(Material for this exercise)

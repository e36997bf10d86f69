//! Driver-neutral parameter and row values

use crate::error::{DbError, DbResult};
use std::fmt;

/// A single SQL value, used both as a bind parameter and as a column value.
#[derive(Debug, Clone, PartialEq)]
pub enum SqlValue {
    Null,
    Integer(i64),
    Real(f64),
    Text(String),
    Boolean(bool),
}

impl fmt::Display for SqlValue {
    fn fmt(&self, f: &mut fmt::Formatter<'_>) -> fmt::Result {
        match self {
            SqlValue::Null => write!(f, "null"),
            SqlValue::Integer(n) => write!(f, "{n}"),
            SqlValue::Real(r) => write!(f, "{r}"),
            SqlValue::Text(s) => write!(f, "{s}"),
            SqlValue::Boolean(b) => write!(f, "{b}"),
        }
    }
}

impl From<i64> for SqlValue {
    fn from(value: i64) -> Self {
        SqlValue::Integer(value)
    }
}

impl From<usize> for SqlValue {
    fn from(value: usize) -> Self {
        SqlValue::Integer(value as i64)
    }
}

impl From<f64> for SqlValue {
    fn from(value: f64) -> Self {
        SqlValue::Real(value)
    }
}

impl From<bool> for SqlValue {
    fn from(value: bool) -> Self {
        SqlValue::Boolean(value)
    }
}

impl From<&str> for SqlValue {
    fn from(value: &str) -> Self {
        SqlValue::Text(value.to_string())
    }
}

impl From<String> for SqlValue {
    fn from(value: String) -> Self {
        SqlValue::Text(value)
    }
}

/// One result row, columns in select-list order.
#[derive(Debug, Clone, PartialEq, Default)]
pub struct Row {
    values: Vec<SqlValue>,
}

impl Row {
    pub fn new(values: Vec<SqlValue>) -> Self {
        Self { values }
    }

    pub fn len(&self) -> usize {
        self.values.len()
    }

    pub fn is_empty(&self) -> bool {
        self.values.is_empty()
    }

    pub fn get(&self, idx: usize) -> Option<&SqlValue> {
        self.values.get(idx)
    }

    pub fn values(&self) -> &[SqlValue] {
        &self.values
    }

    /// Read column `idx` as an integer.
    pub fn get_i64(&self, idx: usize) -> DbResult<i64> {
        match self.values.get(idx) {
            Some(SqlValue::Integer(n)) => Ok(*n),
            Some(other) => Err(DbError::Internal(format!(
                "column {idx} is not an integer: {other:?}"
            ))),
            None => Err(DbError::Internal(format!(
                "column {idx} out of range (row has {} columns)",
                self.values.len()
            ))),
        }
    }

    /// Read column `idx` as text.
    pub fn get_str(&self, idx: usize) -> DbResult<&str> {
        match self.values.get(idx) {
            Some(SqlValue::Text(s)) => Ok(s),
            Some(other) => Err(DbError::Internal(format!(
                "column {idx} is not text: {other:?}"
            ))),
            None => Err(DbError::Internal(format!(
                "column {idx} out of range (row has {} columns)",
                self.values.len()
            ))),
        }
    }
}

impl From<Vec<SqlValue>> for Row {
    fn from(values: Vec<SqlValue>) -> Self {
        Self::new(values)
    }
}
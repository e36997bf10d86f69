//! Logging sink for migration progress events.
//!
//! The migrator reports through a [`MigrationLogger`] held per instance, so
//! each embedding application decides where progress goes.

use serde_json::Value;
use std::collections::BTreeMap;

/// Structured fields attached to a log event.
pub type LogFields = BTreeMap<String, Value>;

/// Receives migration progress events.
pub trait MigrationLogger: Send + Sync {
    fn log(&self, message: &str, fields: &LogFields);
}

impl<F> MigrationLogger for F
where
    F: Fn(&str, &LogFields) + Send + Sync,
{
    fn log(&self, message: &str, fields: &LogFields) {
        self(message, fields)
    }
}

/// Default sink: one line per event on standard output.
#[derive(Debug, Default, Clone, Copy)]
pub struct StdoutLogger;

impl MigrationLogger for StdoutLogger {
    fn log(&self, message: &str, fields: &LogFields) {
        println!("{}", format_event(message, fields));
    }
}

/// Forwards events to the `log` facade at info level.
#[derive(Debug, Default, Clone, Copy)]
pub struct LogFacadeLogger;

impl MigrationLogger for LogFacadeLogger {
    fn log(&self, message: &str, fields: &LogFields) {
        log::info!("{}", format_event(message, fields));
    }
}

/// Render `message {"field":value,...}`, or the bare message without fields.
pub(crate) fn format_event(message: &str, fields: &LogFields) -> String {
    if fields.is_empty() {
        return message.to_string();
    }
    match serde_json::to_string(fields) {
        Ok(json) => format!("{message} {json}"),
        Err(_) => message.to_string(),
    }
}

/// Build a [`LogFields`] map from `key => value` pairs.
macro_rules! log_fields {
    ($($key:literal => $value:expr),* $(,)?) => {{
        let mut fields = $crate::logger::LogFields::new();
        $(fields.insert($key.to_string(), ::serde_json::json!($value));)*
        fields
    }};
}
pub(crate) use log_fields;
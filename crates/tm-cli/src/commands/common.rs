//! Shared utilities for CLI commands

use serde::Serialize;
use std::fmt;
use tm_core::{LogFields, MigrationLogger, StdoutLogger};

/// Error type representing a non-zero process exit code.
///
/// Use `return Err(ExitCode(N).into())` instead of `std::process::exit(N)`
/// so that RAII destructors run and cleanup happens properly.
#[derive(Debug)]
pub(crate) struct ExitCode(pub(crate) i32);

impl fmt::Display for ExitCode {
    fn fmt(&self, f: &mut fmt::Formatter<'_>) -> fmt::Result {
        // Empty: main.rs exits with the code and prints nothing for it.
        write!(f, "")
    }
}

impl std::error::Error for ExitCode {}

/// Whether a known migration is recorded in the ledger.
#[derive(Debug, Clone, Copy, PartialEq, Eq, Serialize)]
#[serde(rename_all = "lowercase")]
pub(crate) enum MigrationStatus {
    Applied,
    Pending,
}

impl fmt::Display for MigrationStatus {
    fn fmt(&self, f: &mut fmt::Formatter<'_>) -> fmt::Result {
        match self {
            MigrationStatus::Applied => write!(f, "applied"),
            MigrationStatus::Pending => write!(f, "pending"),
        }
    }
}

/// One migration as listed by `pending` and `status`.
#[derive(Debug, Clone, Serialize)]
pub(crate) struct MigrationRow {
    pub id: usize,
    pub name: String,
    pub status: MigrationStatus,
}

/// Migrator logger for CLI runs: progress lines in verbose mode, silence otherwise.
pub(crate) fn cli_logger(verbose: bool) -> impl Fn(&str, &LogFields) + Send + Sync + 'static {
    move |message: &str, fields: &LogFields| {
        if verbose {
            StdoutLogger.log(message, fields);
        }
        log::debug!("{message}");
    }
}

/// Print rows as a fixed-width table
pub(crate) fn print_rows(rows: &[MigrationRow]) {
    let width = rows.iter().map(|r| r.name.len()).max().unwrap_or(4).max(4);
    println!("{:>4}  {:<width$}  STATUS", "ID", "NAME");
    for row in rows {
        println!("{:>4}  {:<width$}  {}", row.id, row.name, row.status);
    }
}
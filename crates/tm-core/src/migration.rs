//! Migration units.
//!
//! A [`Migration`] is a named step with one of two actions: literal SQL
//! executed verbatim, or a [`Procedure`] that issues its own statements.
//! Either way it runs against the command half of a transaction handle.

use crate::error::StepError;
use async_trait::async_trait;
use std::fmt;
use std::future::Future;
use std::pin::Pin;
use tm_db::Commands;

/// Boxed future returned by closure-based procedures.
pub type BoxFuture<'a, T> = Pin<Box<dyn Future<Output = T> + Send + 'a>>;

/// Arbitrary code run as a migration step.
#[async_trait]
pub trait Procedure: Send + Sync {
    async fn run(&self, tx: &dyn Commands) -> Result<(), StepError>;
}

/// Adapter so plain closures can be used as a [`Procedure`].
struct FnProcedure<F>(F);

#[async_trait]
impl<F> Procedure for FnProcedure<F>
where
    F: for<'a> Fn(&'a dyn Commands) -> BoxFuture<'a, Result<(), StepError>> + Send + Sync,
{
    async fn run(&self, tx: &dyn Commands) -> Result<(), StepError> {
        (self.0)(tx).await
    }
}

/// What a migration does when applied.
pub enum MigrationAction {
    /// SQL text, possibly several `;`-separated statements, run as one batch
    Sql(String),
    /// Caller-supplied code
    Procedure(Box<dyn Procedure>),
}

impl fmt::Debug for MigrationAction {
    fn fmt(&self, f: &mut fmt::Formatter<'_>) -> fmt::Result {
        match self {
            MigrationAction::Sql(sql) => f.debug_tuple("Sql").field(sql).finish(),
            MigrationAction::Procedure(_) => f.write_str("Procedure(..)"),
        }
    }
}

/// A named, immutable migration step.
///
/// The name is what the ledger stores, so it must stay the same once the
/// migration has been applied.
#[derive(Debug)]
pub struct Migration {
    name: String,
    action: MigrationAction,
}

impl Migration {
    /// Migration that executes `sql` verbatim.
    pub fn sql(name: impl Into<String>, sql: impl Into<String>) -> Self {
        Self {
            name: name.into(),
            action: MigrationAction::Sql(sql.into()),
        }
    }

    /// Migration backed by a [`Procedure`] implementation.
    pub fn procedure(name: impl Into<String>, procedure: impl Procedure + 'static) -> Self {
        Self {
            name: name.into(),
            action: MigrationAction::Procedure(Box::new(procedure)),
        }
    }

    /// Migration backed by a closure returning a boxed future.
    ///
    /// ```ignore
    /// Migration::from_fn("seed admin", |tx| Box::pin(async move {
    ///     tx.execute("INSERT INTO users (id) VALUES (1)", &[]).await?;
    ///     Ok::<_, StepError>(())
    /// }));
    /// ```
    pub fn from_fn<F>(name: impl Into<String>, f: F) -> Self
    where
        F: for<'a> Fn(&'a dyn Commands) -> BoxFuture<'a, Result<(), StepError>>
            + Send
            + Sync
            + 'static,
    {
        Self::procedure(name, FnProcedure(f))
    }

    pub fn name(&self) -> &str {
        &self.name
    }

    pub fn action(&self) -> &MigrationAction {
        &self.action
    }

    /// Run the action against `tx`. No retries; errors pass through as-is.
    pub async fn run(&self, tx: &dyn Commands) -> Result<(), StepError> {
        match &self.action {
            MigrationAction::Sql(sql) => tx.execute_batch(sql).await.map_err(StepError::from),
            MigrationAction::Procedure(procedure) => procedure.run(tx).await,
        }
    }
}

impl fmt::Display for Migration {
    fn fmt(&self, f: &mut fmt::Formatter<'_>) -> fmt::Result {
        f.write_str(&self.name)
    }
}

#[cfg(test)]
#[path = "migration_test.rs"]
mod tests;
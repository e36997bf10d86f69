//! CLI argument definitions using clap derive API

use clap::{Args, Parser, Subcommand};

/// Tidemark - apply ordered schema migrations exactly once
#[derive(Parser, Debug)]
#[command(name = "tidemark")]
#[command(author, version, about, long_about = None)]
pub struct Cli {
    /// Global options
    #[command(flatten)]
    pub global: GlobalArgs,

    /// Subcommand to execute
    #[command(subcommand)]
    pub command: Commands,
}

/// Global arguments available to all commands
#[derive(Args, Debug, Clone)]
pub struct GlobalArgs {
    /// Enable verbose output
    #[arg(short, long, global = true)]
    pub verbose: bool,

    /// Path to project directory
    #[arg(short = 'p', long, global = true, default_value = ".")]
    pub project_dir: String,

    /// Override config file path
    #[arg(short, long, global = true)]
    pub config: Option<String>,

    /// Override database path (":memory:" allowed)
    #[arg(short, long, global = true, env = "TIDEMARK_DATABASE")]
    pub database: Option<String>,

    /// Override ledger table name
    #[arg(short, long, global = true)]
    pub table: Option<String>,
}

/// Available subcommands
#[derive(Subcommand, Debug)]
pub enum Commands {
    /// Apply every pending migration
    Migrate(MigrateArgs),

    /// List migrations not yet applied
    Pending(PendingArgs),

    /// Show each migration as applied or pending
    Status(StatusArgs),
}

/// Arguments for the migrate command
#[derive(Args, Debug)]
pub struct MigrateArgs {
    /// Show what would be applied without changing the database
    #[arg(long)]
    pub dry_run: bool,
}

/// Arguments for the pending command
#[derive(Args, Debug)]
pub struct PendingArgs {
    /// Output as JSON
    #[arg(long)]
    pub json: bool,
}

/// Arguments for the status command
#[derive(Args, Debug)]
pub struct StatusArgs {
    /// Output as JSON
    #[arg(long)]
    pub json: bool,
}

#[cfg(test)]
#[path = "cli_test.rs"]
mod tests;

(End Material for this exercise)

**Task:**
Return every line of the data above in which "backed" appears.

**Solution to the exercise:**
    /// Migration backed by a [`Procedure`] implementation.
    /// Migration backed by a closure returning a boxed future.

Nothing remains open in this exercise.